(Stored data)
_ _ _ _ _

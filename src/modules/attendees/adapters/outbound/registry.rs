use async_trait::async_trait;

use crate::modules::attendees::core::attendee::Attendee;
use crate::modules::attendees::core::event::Event;
use crate::modules::attendees::use_cases::register_attendee::command::AttendeeInput;
use crate::modules::attendees::use_cases::register_attendee::decision::RegistrationError;

/// Owner of every attendee record.
///
/// `register` must check the `(event id, normalized email)` key and insert the
/// record as one atomic step, whatever the backing store.
#[async_trait]
pub trait AttendeeRegistry: Send + Sync {
    async fn register(
        &self,
        event_id: &str,
        input: AttendeeInput,
    ) -> Result<Attendee, RegistrationError>;

    async fn find(&self, attendee_id: &str) -> Option<Attendee>;

    fn event(&self, event_id: &str) -> Option<Event>;
}
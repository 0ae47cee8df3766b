use anyhow::Context;
use std::sync::Arc;
use tracing_subscriber::{EnvFilter, fmt};

use event_attendance::modules::attendees::adapters::outbound::registry_in_memory::InMemoryAttendeeRegistry;
use event_attendance::shell::config::{AppConfig, DEFAULT_LOG_FILTER};
use event_attendance::shell::http::router;
use event_attendance::shell::state::AppState;

#[tokio::main]
async fn main() -> anyhow::Result<()> {
    dotenvy::dotenv().ok();
    fmt()
        .with_env_filter(
            EnvFilter::try_from_default_env().unwrap_or_else(|_| EnvFilter::new(DEFAULT_LOG_FILTER)),
        )
        .init();

    let config = AppConfig::from_env()?;

    // In-memory registry; records live as long as the process
    let registry = Arc::new(InMemoryAttendeeRegistry::with_seeded_events());
    let state = AppState::new(registry);
    let app = router(state, &config.web_dir);

    let listener = tokio::net::TcpListener::bind((config.host.as_str(), config.port))
        .await
        .with_context(|| format!("failed to bind {}:{}", config.host, config.port))?;
    tracing::info!(
        web_dir = %config.web_dir.display(),
        "listening on http://{}:{}",
        config.host,
        config.port
    );
    axum::serve(listener, app).await?;
    Ok(())
}
use serde::{Deserialize, Serialize};

/// An event attendees register against. Events are seeded at startup and never change.
#[derive(Debug, Clone, PartialEq, Eq, Serialize, Deserialize)]
pub struct Event {
    pub id: String,
    pub name: String,
}

impl Event {
    pub fn new(id: impl Into<String>, name: impl Into<String>) -> Self {
        Self {
            id: id.into(),
            name: name.into(),
        }
    }

    /// The catalog the service starts with.
    pub fn seeded() -> Vec<Event> {
        vec![Event::new("e1", "Sample Event")]
    }
}
use crate::modules::attendees::core::attendee::TicketType;
use crate::modules::attendees::use_cases::register_attendee::command::AttendeeInput;

pub struct AttendeeInputBuilder {
    inner: AttendeeInput,
}

impl Default for AttendeeInputBuilder {
    fn default() -> Self {
        Self::new()
    }
}

#[allow(dead_code)]
impl AttendeeInputBuilder {
    pub fn new() -> Self {
        Self {
            inner: AttendeeInput {
                name: "Ada Lovelace".to_string(),
                email: "ada@example.com".to_string(),
                ticket_type: None,
            },
        }
    }

    pub fn name(mut self, v: impl Into<String>) -> Self {
        self.inner.name = v.into();
        self
    }

    pub fn email(mut self, v: impl Into<String>) -> Self {
        self.inner.email = v.into();
        self
    }

    pub fn ticket_type(mut self, v: TicketType) -> Self {
        self.inner.ticket_type = Some(v);
        self
    }

    pub fn build(self) -> AttendeeInput {
        self.inner
    }
}
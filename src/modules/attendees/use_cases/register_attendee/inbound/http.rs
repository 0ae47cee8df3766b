use axum::{
    Json,
    extract::{Path, State, rejection::JsonRejection},
    http::StatusCode,
    response::{IntoResponse, Response},
};
use serde::Serialize;
use serde_json::Value;

use crate::modules::attendees::use_cases::register_attendee::decision::{
    FieldErrors, RegistrationError,
};
use crate::shell::state::AppState;

#[derive(Debug, Serialize)]
pub struct ErrorBody {
    pub error: &'static str,
    pub message: String,
    #[serde(skip_serializing_if = "Option::is_none")]
    pub details: Option<FieldErrors>,
}

fn status_for(error: &RegistrationError) -> StatusCode {
    match error {
        RegistrationError::EventNotFound => StatusCode::NOT_FOUND,
        RegistrationError::ValidationFailed(_) | RegistrationError::InvalidName => {
            StatusCode::BAD_REQUEST
        }
        RegistrationError::DuplicateAttendee => StatusCode::CONFLICT,
    }
}

fn error_response(error: &RegistrationError) -> Response {
    let body = ErrorBody {
        error: error.code(),
        message: error.to_string(),
        details: error.details().cloned(),
    };
    (status_for(error), Json(body)).into_response()
}

pub async fn handle(
    State(state): State<AppState>,
    Path(event_id): Path<String>,
    body: Result<Json<Value>, JsonRejection>,
) -> Response {
    let Json(payload) = match body {
        Ok(b) => b,
        Err(rejection) => {
            let body = ErrorBody {
                error: "BadRequest",
                message: rejection.body_text(),
                details: None,
            };
            return (StatusCode::BAD_REQUEST, Json(body)).into_response();
        }
    };

    match state.register_handler.handle(&event_id, &payload).await {
        Ok(attendee) => (StatusCode::CREATED, Json(attendee)).into_response(),
        Err(error) => error_response(&error),
    }
}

_ _ _ _ _

To do: Send back all of the entries exactly, with nothing missing.

Response to this exercise:
filename src/modules/attendees/adapters/outbound/registry.rs
use async_trait::async_trait;

use crate::modules::attendees::core::attendee::Attendee;
use crate::modules::attendees::core::event::Event;
use crate::modules::attendees::use_cases::register_attendee::command::AttendeeInput;
use crate::modules::attendees::use_cases::register_attendee::decision::RegistrationError;

/// Owner of every attendee record.
///
/// `register` must check the `(event id, normalized email)` key and insert the
/// record as one atomic step, whatever the backing store.
#[async_trait]
pub trait AttendeeRegistry: Send + Sync {
    async fn register(
        &self,
        event_id: &str,
        input: AttendeeInput,
    ) -> Result<Attendee, RegistrationError>;

    async fn find(&self, attendee_id: &str) -> Option<Attendee>;

    fn event(&self, event_id: &str) -> Option<Event>;
}
repository 0ae47cee8df3766b
use anyhow::Context;
use std::sync::Arc;
use tracing_subscriber::{EnvFilter, fmt};

use event_attendance::modules::attendees::adapters::outbound::registry_in_memory::InMemoryAttendeeRegistry;
use event_attendance::shell::config::{AppConfig, DEFAULT_LOG_FILTER};
use event_attendance::shell::http::router;
use event_attendance::shell::state::AppState;

#[tokio::main]
async fn main() -> anyhow::Result<()> {
    dotenvy::dotenv().ok();
    fmt()
        .with_env_filter(
            EnvFilter::try_from_default_env().unwrap_or_else(|_| EnvFilter::new(DEFAULT_LOG_FILTER)),
        )
        .init();

    let config = AppConfig::from_env()?;

    // In-memory registry; records live as long as the process
    let registry = Arc::new(InMemoryAttendeeRegistry::with_seeded_events());
    let state = AppState::new(registry);
    let app = router(state, &config.web_dir);

    let listener = tokio::net::TcpListener::bind((config.host.as_str(), config.port))
        .await
        .with_context(|| format!("failed to bind {}:{}", config.host, config.port))?;
    tracing::info!(
        web_dir = %config.web_dir.display(),
        "listening on http://{}:{}",
        config.host,
        config.port
    );
    axum::serve(listener, app).await?;
    Ok(())
}
use serde::{Deserialize, Serialize};

/// An event attendees register against. Events are seeded at startup and never change.
#[derive(Debug, Clone, PartialEq, Eq, Serialize, Deserialize)]
pub struct Event {
    pub id: String,
    pub name: String,
}

impl Event {
    pub fn new(id: impl Into<String>, name: impl Into<String>) -> Self {
        Self {
            id: id.into(),
            name: name.into(),
        }
    }

    /// The catalog the service starts with.
    pub fn seeded() -> Vec<Event> {
        vec![Event::new("e1", "Sample Event")]
    }
}
use crate::modules::attendees::core::attendee::TicketType;
use crate::modules::attendees::use_cases::register_attendee::command::AttendeeInput;

pub struct AttendeeInputBuilder {
    inner: AttendeeInput,
}

impl Default for AttendeeInputBuilder {
    fn default() -> Self {
        Self::new()
    }
}

#[allow(dead_code)]
impl AttendeeInputBuilder {
    pub fn new() -> Self {
        Self {
            inner: AttendeeInput {
                name: "Ada Lovelace".to_string(),
                email: "ada@example.com".to_string(),
                ticket_type: None,
            },
        }
    }

    pub fn name(mut self, v: impl Into<String>) -> Self {
        self.inner.name = v.into();
        self
    }

    pub fn email(mut self, v: impl Into<String>) -> Self {
        self.inner.email = v.into();
        self
    }

    pub fn ticket_type(mut self, v: TicketType) -> Self {
        self.inner.ticket_type = Some(v);
        self
    }

    pub fn build(self) -> AttendeeInput {
        self.inner
    }
}
filename src/modules/attendees/use_cases/register_attendee/inbound/http.rs
repository 0ae47cee8df3766b
use axum::{
    Json,
    extract::{Path, State, rejection::JsonRejection},
    http::StatusCode,
    response::{IntoResponse, Response},
};
use serde::Serialize;
use serde_json::Value;

use crate::modules::attendees::use_cases::register_attendee::decision::{
    FieldErrors, RegistrationError,
};
use crate::shell::state::AppState;

#[derive(Debug, Serialize)]
pub struct ErrorBody {
    pub error: &'static str,
    pub message: String,
    #[serde(skip_serializing_if = "Option::is_none")]
    pub details: Option<FieldErrors>,
}

fn status_for(error: &RegistrationError) -> StatusCode {
    match error {
        RegistrationError::EventNotFound => StatusCode::NOT_FOUND,
        RegistrationError::ValidationFailed(_) | RegistrationError::InvalidName => {
            StatusCode::BAD_REQUEST
        }
        RegistrationError::DuplicateAttendee => StatusCode::CONFLICT,
    }
}

fn error_response(error: &RegistrationError) -> Response {
    let body = ErrorBody {
        error: error.code(),
        message: error.to_string(),
        details: error.details().cloned(),
    };
    (status_for(error), Json(body)).into_response()
}

pub async fn handle(
    State(state): State<AppState>,
    Path(event_id): Path<String>,
    body: Result<Json<Value>, JsonRejection>,
) -> Response {
    let Json(payload) = match body {
        Ok(b) => b,
        Err(rejection) => {
            let body = ErrorBody {
                error: "BadRequest",
                message: rejection.body_text(),
                details: None,
            };
            return (StatusCode::BAD_REQUEST, Json(body)).into_response();
        }
    };

    match state.register_handler.handle(&event_id, &payload).await {
        Ok(attendee) => (StatusCode::CREATED, Json(attendee)).into_response(),
        Err(error) => error_response(&error),
    }
}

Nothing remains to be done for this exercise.